Assignment:
Where does the string "impl" occur in the records? Copy each line that holds it.

Input data:
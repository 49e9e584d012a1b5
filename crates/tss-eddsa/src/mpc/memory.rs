//! In-memory relay shared by tasks of one process

use super::{async_trait, Relay};
use crate::{Error, Result, SessionId};
use dashmap::DashMap;
use serde::{de::DeserializeOwned, Serialize};
use std::sync::Arc;
use std::time::Duration;
use tokio::sync::broadcast;
use tracing::{trace, warn};

/// How long `receive_broadcasts` waits for something new before giving up
pub const DEFAULT_TIMEOUT: Duration = Duration::from_secs(30);

/// In-memory message relay for local testing
#[derive(Clone)]
pub struct MemoryRelay {
    /// (session_id, round) -> serialized messages
    broadcasts: Arc<DashMap<(SessionId, u32), Vec<Vec<u8>>>>,
    notify: broadcast::Sender<()>,
    timeout: Duration,
}

impl MemoryRelay {
    /// Create a new in-memory relay
    pub fn new() -> Self {
        Self::with_timeout(DEFAULT_TIMEOUT)
    }

    /// Relay whose receives fail with [`Error::Timeout`] after `timeout`
    pub fn with_timeout(timeout: Duration) -> Self {
        let (notify, _) = broadcast::channel(100);
        Self {
            broadcasts: Arc::new(DashMap::new()),
            notify,
            timeout,
        }
    }
}

impl Default for MemoryRelay {
    fn default() -> Self {
        Self::new()
    }
}

fn serialize<T: Serialize>(value: &T) -> Result<Vec<u8>> {
    serde_json::to_vec(value).map_err(|e| Error::Serialization(e.to_string()))
}

fn deserialize<T: DeserializeOwned>(bytes: &[u8]) -> Result<T> {
    serde_json::from_slice(bytes).map_err(|e| Error::Deserialization(e.to_string()))
}

#[async_trait]
impl Relay for MemoryRelay {
    async fn broadcast<T: Serialize + Send + Sync>(
        &self,
        session_id: &SessionId,
        round: u32,
        message: &T,
    ) -> Result<()> {
        let bytes = serialize(message)?;
        self.broadcasts
            .entry((*session_id, round))
            .or_default()
            .push(bytes);
        // no receivers just means nobody is waiting yet
        let _ = self.notify.send(());
        Ok(())
    }

    async fn receive_broadcasts<T: DeserializeOwned + Send>(
        &self,
        session_id: &SessionId,
        round: u32,
        seen: usize,
    ) -> Result<Vec<Result<T>>> {
        let key = (*session_id, round);
        let mut rx = self.notify.subscribe();
        let wait = async {
            loop {
                if let Some(messages) = self.broadcasts.get(&key) {
                    if messages.len() > seen {
                        return messages[seen..]
                            .iter()
                            .map(|bytes| deserialize(bytes))
                            .collect::<Vec<Result<T>>>();
                    }
                }
                trace!(round, seen, "Waiting for messages");

                tokio::select! {
                    _ = rx.recv() => continue,
                    _ = tokio::time::sleep(Duration::from_millis(100)) => continue,
                }
            }
        };

        tokio::time::timeout(self.timeout, wait).await.map_err(|_| {
            warn!(timeout = ?self.timeout, round, seen, "Timed out waiting for broadcasts");
            Error::Timeout(format!("round {round} broadcasts after the first {seen}"))
        })
    }
}

#[cfg(test)]
mod tests {
    use super::*;
    use crate::sign::{Envelope, SignContent, SignatureShare};
    use crate::types::new_session_id;
    use crate::PartyIndex;
    use curve25519_dalek::Scalar;

    fn share(from: PartyIndex, s: u64) -> Envelope {
        Envelope::broadcast(from, 3, SignContent::Share(SignatureShare { s: Scalar::from(s) }))
    }

    fn decoded(batch: Vec<Result<Envelope>>) -> Vec<Envelope> {
        batch.into_iter().map(|msg| msg.unwrap()).collect()
    }

    #[tokio::test]
    async fn test_broadcast() {
        let relay = MemoryRelay::new();
        let session_id = [0u8; 32];

        relay.broadcast(&session_id, 3, &share(0, 42)).await.unwrap();
        relay.broadcast(&session_id, 3, &share(1, 43)).await.unwrap();

        let messages = relay.receive_broadcasts(&session_id, 3, 0).await.unwrap();
        assert_eq!(decoded(messages), vec![share(0, 42), share(1, 43)]);

        let rest = relay.receive_broadcasts(&session_id, 3, 1).await.unwrap();
        assert_eq!(decoded(rest), vec![share(1, 43)]);
    }

    #[tokio::test]
    async fn test_undecodable_message_stands_alone() {
        let relay = MemoryRelay::new();
        let session_id = [4u8; 32];

        relay.broadcast(&session_id, 3, &share(0, 1)).await.unwrap();
        relay.broadcast(&session_id, 3, &"not an envelope").await.unwrap();
        relay.broadcast(&session_id, 3, &share(1, 2)).await.unwrap();

        let messages: Vec<Result<Envelope>> =
            relay.receive_broadcasts(&session_id, 3, 0).await.unwrap();
        assert_eq!(messages.len(), 3);
        assert_eq!(messages[0].as_ref().unwrap(), &share(0, 1));
        assert!(matches!(messages[1], Err(Error::Deserialization(_))));
        assert_eq!(messages[2].as_ref().unwrap(), &share(1, 2));
    }

    #[tokio::test]
    async fn test_sessions_are_separate() {
        let relay = MemoryRelay::with_timeout(Duration::from_millis(200));
        let (ours, theirs) = (new_session_id(), new_session_id());
        assert_ne!(ours, theirs);
        relay.broadcast(&theirs, 1, &share(0, 1)).await.unwrap();

        let result = relay.receive_broadcasts::<Envelope>(&ours, 1, 0).await;
        assert!(matches!(result, Err(Error::Timeout(_))));
    }

    #[tokio::test]
    async fn test_waits_for_late_sender() {
        let relay = MemoryRelay::new();
        let session_id = [3u8; 32];
        relay.broadcast(&session_id, 2, &share(0, 1)).await.unwrap();

        let late = relay.clone();
        tokio::spawn(async move {
            tokio::time::sleep(Duration::from_millis(50)).await;
            late.broadcast(&session_id, 2, &share(1, 2)).await.unwrap();
        });

        let messages = relay.receive_broadcasts(&session_id, 2, 1).await.unwrap();
        assert_eq!(decoded(messages), vec![share(1, 2)]);
    }
}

Solution to the problem:
impl MemoryRelay {
impl Default for MemoryRelay {
impl Relay for MemoryRelay {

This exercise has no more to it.